Bu roller de erkeklerin hem fiziksel hem de psikolojik olarak kendilerini tehlikeye atmasını gerektiriyor. Günümüzde bu, tehlikeli meslekler gibi riskli davranışlarla da kendini gösterebiliyor. Madencilik, inşaat, itfaiyecilik gibi mesleklere baktığınızda da genelinde erkekleri görebilirsiniz çünkü bu mesleklerdeki yüksek risk, erkeklerin toplum için nasıl “harcanabilir” olduklarının bir başka örneği oluyor.
Örneklerle açıklanan bazı olaylar da var.
Norveçli Sosyolog Øystein Gullvåg Holter, harcanabilir erkek hipotezini Kursk denizaltı felaketi ile örneklendiriyor. Eğer kaybolan 118 kişi eğer kadın olsaydı Rus hükûmetinin daha hızlı yardım göndereceğini savunuyor. Bunun yanı sıra Kosova ve Bosna gibi bazı savaşlarda da sağlıklı erkeklerin daha fazla hedef gösterildiği ekleniyor.

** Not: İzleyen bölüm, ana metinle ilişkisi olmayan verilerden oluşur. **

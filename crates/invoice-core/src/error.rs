//! 인보이스 시스템의 에러 타입.

use thiserror::Error;

/// 핵심 인보이스 에러.
#[derive(Debug, Error)]
pub enum InvoiceError {
    /// 설정 에러
    #[error("설정 에러: {0}")]
    Config(String),

    /// 잘못된 입력
    #[error("잘못된 입력: {0}")]
    InvalidInput(String),
}

/// 인보이스 작업을 위한 Result 타입.
pub type InvoiceResult<T> = Result<T, InvoiceError>;

impl From<config::ConfigError> for InvoiceError {
    fn from(err: config::ConfigError) -> Self {
        InvoiceError::Config(err.to_string())
    }
}

#[cfg(test)]
mod tests {
    use super::*;

    #[test]
    fn test_from_config_error() {
        let err: InvoiceError = config::ConfigError::NotFound("analytics.seed".to_string()).into();
        assert!(matches!(err, InvoiceError::Config(_)));
        assert!(err.to_string().starts_with("설정 에러"));
        assert!(err.to_string().contains("analytics.seed"));
    }
}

Günümüzde hâlâ geçerli mi dersiniz?
Cinsiyet rollerindeki değişimleri göz önüne alırsak harcanabilir erkek hipotezine yeni bir bakış açısı da getirmek gerek. Kadınların asker olması, itfaiyecilik gibi mesleklerde daha fazla yer alması, bunun karşılığında da erkeklerin ev içi veya ebeveyn rollerinde daha aktif olması, bu hipotezi sorgulatmaya yol açıyor.
Bu hipotezin geleceği de erkekler ve kadınlar arasındaki ilişkilerin sürekli evrim geçirmesi ile şekilleneceğe benziyor. Sizin bu konudaki fikriniz nedir? Gerçekten erkekler daha mı harcanabilir bir cinsiyet?